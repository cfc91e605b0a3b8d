//! Scripted AI collaborators for tests.
//!
//! Deterministic stand-ins that never touch the network and record every call
//! for assertions.

use async_trait::async_trait;
use std::collections::VecDeque;
use std::sync::Mutex;
use std::time::Duration;

use super::{AiError, DocumentAssistant, DocumentSummarizer, DocumentSummary};

/// What the scripted summarizer does on a call
#[derive(Debug, Clone)]
pub enum SummarizerStep {
    Succeed { summary: String, short_notes: String },
    Fail(String),
    /// Sleeps before succeeding; used to trip the enrichment deadline
    Stall(Duration),
}

impl SummarizerStep {
    pub fn succeed(summary: &str, short_notes: &str) -> Self {
        Self::Succeed {
            summary: summary.to_string(),
            short_notes: short_notes.to_string(),
        }
    }
}

/// Plays queued steps in order, then repeats the fallback step
pub struct ScriptedSummarizer {
    steps: Mutex<VecDeque<SummarizerStep>>,
    fallback: SummarizerStep,
    calls: Mutex<Vec<String>>,
}

impl ScriptedSummarizer {
    pub fn always(step: SummarizerStep) -> Self {
        Self {
            steps: Mutex::new(VecDeque::new()),
            fallback: step,
            calls: Mutex::new(Vec::new()),
        }
    }

    pub fn then(self, step: SummarizerStep) -> Self {
        self.steps.lock().unwrap().push_back(step);
        self
    }

    /// Texts passed to `summarize`, in call order
    pub fn calls(&self) -> Vec<String> {
        self.calls.lock().unwrap().clone()
    }
}

#[async_trait]
impl DocumentSummarizer for ScriptedSummarizer {
    async fn summarize(&self, text: &str) -> Result<DocumentSummary, AiError> {
        self.calls.lock().unwrap().push(text.to_string());
        let step = self
            .steps
            .lock()
            .unwrap()
            .pop_front()
            .unwrap_or_else(|| self.fallback.clone());

        match step {
            SummarizerStep::Succeed {
                summary,
                short_notes,
            } => Ok(DocumentSummary::new(summary, short_notes)),
            SummarizerStep::Fail(message) => Err(AiError::Api {
                status: 503,
                message,
            }),
            SummarizerStep::Stall(duration) => {
                tokio::time::sleep(duration).await;
                Ok(DocumentSummary::new("late summary", "late notes"))
            }
        }
    }
}

/// Answers every question with a fixed reply, or fails when built with `failing`
pub struct ScriptedAssistant {
    reply: Option<String>,
    calls: Mutex<Vec<(String, String)>>,
}

impl ScriptedAssistant {
    pub fn replying(reply: &str) -> Self {
        Self {
            reply: Some(reply.to_string()),
            calls: Mutex::new(Vec::new()),
        }
    }

    pub fn failing() -> Self {
        Self {
            reply: None,
            calls: Mutex::new(Vec::new()),
        }
    }

    /// `(document_text, question)` pairs, in call order
    pub fn calls(&self) -> Vec<(String, String)> {
        self.calls.lock().unwrap().clone()
    }
}

#[async_trait]
impl DocumentAssistant for ScriptedAssistant {
    async fn answer(&self, document_text: &str, question: &str) -> Result<String, AiError> {
        self.calls
            .lock()
            .unwrap()
            .push((document_text.to_string(), question.to_string()));

        self.reply
            .clone()
            .ok_or_else(|| AiError::Network("connection reset".to_string()))
    }
}
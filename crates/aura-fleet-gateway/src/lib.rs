//! HTTP, WebSocket and gRPC gateway for aura-fleet.
//!
//! This crate is the outer surface of the fleet control plane. It handles:
//!
//! - Node token authentication on every entry point
//! - The WebSocket agent transport (`GET /v1/ws`)
//! - The gRPC agent transport (`NodeAgentService.Attach`)
//! - REST endpoints for operators and for node self-service
//!
//! # Architecture
//!
//! ```text
//! ┌──────────────────────────┐      ┌──────────────────────────┐
//! │   Node agents (WS)       │      │   Node agents (gRPC)     │
//! └────────────┬─────────────┘      └────────────┬─────────────┘
//!              │                                 │
//!              ▼                                 ▼
//! ┌─────────────────────────────────────────────────────────────┐
//! │                    aura-fleet-gateway                        │
//! │  ┌─────────────┐ ┌─────────────┐ ┌─────────────────────┐    │
//! │  │   Auth      │ │   Router    │ │  Transports         │    │
//! │  │  Extractor  │ │  + Handlers │ │  (two registries)   │    │
//! │  └─────────────┘ └─────────────┘ └─────────────────────┘    │
//! └─────────────────────────────────────────────────────────────┘
//!                              │
//!               ┌──────────────┴──────────────┐
//!               ▼                             ▼
//!        ┌──────────────┐              ┌──────────┐
//!        │ Fleet control│              │  Auth    │
//!        │ + dispatch   │              │ (tokens) │
//!        └──────────────┘              └──────────┘
//! ```
//!
//! # Example
//!
//! ```no_run
//! use std::sync::Arc;
//! use aura_fleet_auth::StoreTokenValidator;
//! use aura_fleet_control::FleetControlService;
//! use aura_fleet_gateway::{create_router, GatewayConfig, GatewayState, Transports};
//! use aura_fleet_store::RocksStore;
//!
//! # async fn example() -> Result<(), Box<dyn std::error::Error>> {
//! let store = Arc::new(RocksStore::open("/tmp/aura-fleet")?);
//! let transports = Transports::new();
//! let control = Arc::new(FleetControlService::new(Arc::clone(&store), transports.dispatcher()));
//! let validator = Arc::new(StoreTokenValidator::new(store));
//!
//! let state = GatewayState::new(control, validator, transports, GatewayConfig::default());
//! let app = create_router(state);
//!
//! let listener = tokio::net::TcpListener::bind("0.0.0.0:8080").await?;
//! axum::serve(listener, app).await?;
//! # Ok(())
//! # }
//! ```

#![forbid(unsafe_code)]
#![warn(missing_docs)]
#![warn(clippy::all)]
#![warn(clippy::pedantic)]
#![allow(clippy::module_name_repetitions)]

pub mod auth;
pub mod config;
pub mod error;
pub mod grpc;
pub mod handlers;
pub mod inbound;
pub mod protocol;
pub mod routes;
pub mod state;

/// Generated `nodeagent` protobuf types and service stubs.
#[allow(missing_docs, clippy::pedantic, clippy::all)]
pub mod proto {
    tonic::include_proto!("nodeagent");
}

pub use config::GatewayConfig;
pub use error::ApiError;
pub use grpc::NodeAgentGrpc;
pub use routes::create_router;
pub use state::{GatewayState, Transports};

// Re-export key types for convenience
pub use auth::{AuthNode, OperatorAuth};
//! `RocksDB` storage implementation.
//!
//! This module provides the `RocksStore` implementation of the store traits.

use std::path::Path;
use std::sync::Arc;

use aura_fleet_core::{CommandId, JobId, NodeId};
use chrono::{DateTime, Utc};
use parking_lot::Mutex;
use rocksdb::{
    BoundColumnFamily, ColumnFamilyDescriptor, DBWithThreadMode, IteratorMode, MultiThreaded,
    Options, WriteBatch,
};

use crate::error::{Result, StoreError};
use crate::keys;
use crate::schema::{all_column_families, cf};
use crate::types::{Job, JobStatus, NodeCommand, NodeCredential, NodeMetric};
use crate::{CommandStore, CredentialStore, JobStore, MetricsStore};

/// RocksDB-backed storage implementation.
pub struct RocksStore {
    db: Arc<DBWithThreadMode<MultiThreaded>>,
    /// Serializes read-modify-write operations (status updates, upserts).
    write_lock: Mutex<()>,
}

impl RocksStore {
    /// Open or create a `RocksDB` database at the given path.
    ///
    /// # Errors
    ///
    /// Returns an error if the database cannot be opened or created.
    pub fn open<P: AsRef<Path>>(path: P) -> Result<Self> {
        let mut opts = Options::default();
        opts.create_if_missing(true);
        opts.create_missing_column_families(true);

        let cf_descriptors: Vec<_> = all_column_families()
            .into_iter()
            .map(|name| ColumnFamilyDescriptor::new(name, Options::default()))
            .collect();

        let db = DBWithThreadMode::open_cf_descriptors(&opts, path, cf_descriptors)?;

        Ok(Self {
            db: Arc::new(db),
            write_lock: Mutex::new(()),
        })
    }

    /// Get a column family handle.
    fn cf(&self, name: &str) -> Result<Arc<BoundColumnFamily<'_>>> {
        self.db
            .cf_handle(name)
            .ok_or_else(|| StoreError::Database(format!("column family not found: {name}")))
    }

    /// Serialize a value using CBOR.
    fn serialize<T: serde::Serialize>(value: &T) -> Result<Vec<u8>> {
        let mut buf = Vec::new();
        ciborium::into_writer(value, &mut buf)
            .map_err(|e| StoreError::Serialization(e.to_string()))?;
        Ok(buf)
    }

    /// Deserialize a value from CBOR.
    fn deserialize<T: serde::de::DeserializeOwned>(data: &[u8]) -> Result<T> {
        ciborium::from_reader(data).map_err(|e| StoreError::Serialization(e.to_string()))
    }

    fn get_value<T: serde::de::DeserializeOwned>(&self, cf_name: &str, key: &[u8]) -> Result<Option<T>> {
        let cf = self.cf(cf_name)?;
        self.db
            .get_cf(&cf, key)?
            .map(|data| Self::deserialize(&data))
            .transpose()
    }

    fn put_value<T: serde::Serialize>(&self, cf_name: &str, key: &[u8], value: &T) -> Result<()> {
        let cf = self.cf(cf_name)?;
        let data = Self::serialize(value)?;
        self.db.put_cf(&cf, key, data).map_err(StoreError::from)
    }

    /// Collect all keys and values in a column family that start with `prefix`.
    fn scan_prefix(&self, cf_name: &str, prefix: &[u8]) -> Result<Vec<(Box<[u8]>, Box<[u8]>)>> {
        let cf = self.cf(cf_name)?;
        let iter = self.db.iterator_cf(
            &cf,
            IteratorMode::From(prefix, rocksdb::Direction::Forward),
        );

        let mut entries = Vec::new();
        for item in iter {
            let (key, value) = item?;

            // Stop if we're past the prefix
            if !key.starts_with(prefix) {
                break;
            }
            entries.push((key, value));
        }
        Ok(entries)
    }

    fn update_credential<F>(&self, token_hash: &str, update: F) -> Result<()>
    where
        F: FnOnce(&mut NodeCredential),
    {
        let _guard = self.write_lock.lock();
        let key = keys::credential_key(token_hash);
        let mut credential: NodeCredential = self
            .get_value(cf::CREDENTIALS, &key)?
            .ok_or(StoreError::NotFound)?;
        update(&mut credential);
        self.put_value(cf::CREDENTIALS, &key, &credential)
    }
}

impl CredentialStore for RocksStore {
    fn put_credential(&self, credential: &NodeCredential) -> Result<()> {
        let key = keys::credential_key(&credential.token_hash);
        self.put_value(cf::CREDENTIALS, &key, credential)
    }

    fn find_credential_by_hash(&self, token_hash: &str) -> Result<Option<NodeCredential>> {
        self.get_value(cf::CREDENTIALS, &keys::credential_key(token_hash))
    }

    fn revoke_credential(&self, token_hash: &str, at: DateTime<Utc>) -> Result<()> {
        self.update_credential(token_hash, |credential| {
            credential.revoked_at.get_or_insert(at);
        })
    }

    fn touch_credential(&self, token_hash: &str, at: DateTime<Utc>) -> Result<()> {
        self.update_credential(token_hash, |credential| {
            credential.last_seen_at = Some(at);
        })
    }
}

impl JobStore for RocksStore {
    fn insert_job(&self, job: &Job) -> Result<()> {
        let cf_jobs = self.cf(cf::JOBS)?;
        let cf_by_node = self.cf(cf::JOBS_BY_NODE)?;

        let job_key = keys::job_key(&job.id);
        let node_job_key = keys::node_job_key(&job.node_id, job.created_at, &job.id);
        let value = Self::serialize(job)?;

        let mut batch = WriteBatch::default();
        batch.put_cf(&cf_jobs, &job_key, &value);
        batch.put_cf(&cf_by_node, &node_job_key, b"");

        self.db.write(batch)?;

        Ok(())
    }

    fn get_job(&self, job_id: &JobId) -> Result<Option<Job>> {
        self.get_value(cf::JOBS, &keys::job_key(job_id))
    }

    fn list_jobs_by_node(&self, node_id: &NodeId) -> Result<Vec<Job>> {
        let prefix = keys::node_prefix(node_id);

        let mut jobs = Vec::new();
        for (key, _) in self.scan_prefix(cf::JOBS_BY_NODE, &prefix)? {
            let job_id = keys::extract_job_id_from_node_job_key(&key);
            if let Some(job) = self.get_job(&job_id)? {
                jobs.push(job);
            }
        }

        // The index is ordered oldest first.
        jobs.reverse();
        Ok(jobs)
    }

    fn update_job_status(
        &self,
        job_id: &JobId,
        status: JobStatus,
        output: String,
        error: String,
        at: DateTime<Utc>,
    ) -> Result<Job> {
        let _guard = self.write_lock.lock();

        let key = keys::job_key(job_id);
        let mut job: Job = self.get_value(cf::JOBS, &key)?.ok_or(StoreError::NotFound)?;
        job.record_result(status, output, error, at);
        self.put_value(cf::JOBS, &key, &job)?;

        Ok(job)
    }
}

impl CommandStore for RocksStore {
    fn upsert_command(&self, command: &NodeCommand) -> Result<NodeCommand> {
        let _guard = self.write_lock.lock();

        let cf_commands = self.cf(cf::COMMANDS)?;
        let cf_by_node = self.cf(cf::COMMANDS_BY_NODE)?;
        let index_key = keys::node_command_key(&command.node_id, &command.name);

        let existing = self
            .db
            .get_cf(&cf_by_node, &index_key)?
            .and_then(|value| keys::decode_command_id(&value))
            .map(|id| self.get_command(&id))
            .transpose()?
            .flatten();

        let stored = match existing {
            Some(mut current) => {
                current.description.clone_from(&command.description);
                current.kind = command.kind;
                current.script_path.clone_from(&command.script_path);
                current
            }
            None => command.clone(),
        };

        let command_key = keys::command_key(&stored.id);
        let value = Self::serialize(&stored)?;

        let mut batch = WriteBatch::default();
        batch.put_cf(&cf_commands, &command_key, &value);
        batch.put_cf(&cf_by_node, &index_key, &command_key);

        self.db.write(batch)?;

        Ok(stored)
    }

    fn list_commands_by_node(&self, node_id: &NodeId) -> Result<Vec<NodeCommand>> {
        let prefix = keys::node_prefix(node_id);

        let mut commands = Vec::new();
        for (_, value) in self.scan_prefix(cf::COMMANDS_BY_NODE, &prefix)? {
            let Some(command_id) = keys::decode_command_id(&value) else {
                tracing::warn!(node_id = %node_id, "Skipping malformed command index entry");
                continue;
            };
            if let Some(command) = self.get_command(&command_id)? {
                commands.push(command);
            }
        }

        Ok(commands)
    }

    fn get_command(&self, command_id: &CommandId) -> Result<Option<NodeCommand>> {
        self.get_value(cf::COMMANDS, &keys::command_key(command_id))
    }

    fn delete_command(&self, command_id: &CommandId) -> Result<()> {
        let _guard = self.write_lock.lock();

        let cf_commands = self.cf(cf::COMMANDS)?;
        let cf_by_node = self.cf(cf::COMMANDS_BY_NODE)?;

        let command = self.get_command(command_id)?.ok_or(StoreError::NotFound)?;

        let mut batch = WriteBatch::default();
        batch.delete_cf(&cf_commands, keys::command_key(command_id));
        batch.delete_cf(
            &cf_by_node,
            keys::node_command_key(&command.node_id, &command.name),
        );

        self.db.write(batch)?;

        Ok(())
    }
}

impl MetricsStore for RocksStore {
    fn insert_metric(&self, metric: &NodeMetric) -> Result<()> {
        let key = keys::node_metric_key(&metric.node_id, metric.collected_at, &metric.id);
        self.put_value(cf::NODE_METRICS, &key, metric)
    }

    fn list_metrics_by_node(&self, node_id: &NodeId, limit: usize) -> Result<Vec<NodeMetric>> {
        let cf = self.cf(cf::NODE_METRICS)?;
        let prefix = keys::node_prefix(node_id);

        // Every metric key is the prefix plus 24 bytes, so this bound sorts
        // after all of the node's keys and before the next node's.
        let mut upper = prefix.clone();
        upper.extend_from_slice(&[0xFF; 24]);
        let iter = self.db.iterator_cf(
            &cf,
            IteratorMode::From(upper.as_slice(), rocksdb::Direction::Reverse),
        );

        let mut metrics = Vec::new();
        for item in iter {
            if metrics.len() >= limit {
                break;
            }
            let (key, value) = item?;
            if !key.starts_with(&prefix) {
                break;
            }
            metrics.push(Self::deserialize(&value)?);
        }
        Ok(metrics)
    }
}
▬▬▬▬▬▬
* TASK BRIEF
Every line of the records above where the string "listener" is found should be copied.

* RESULT OF THE EXERCISE
//! let listener = tokio::net::TcpListener::bind("0.0.0.0:8080").await?;
//! axum::serve(listener, app).await?;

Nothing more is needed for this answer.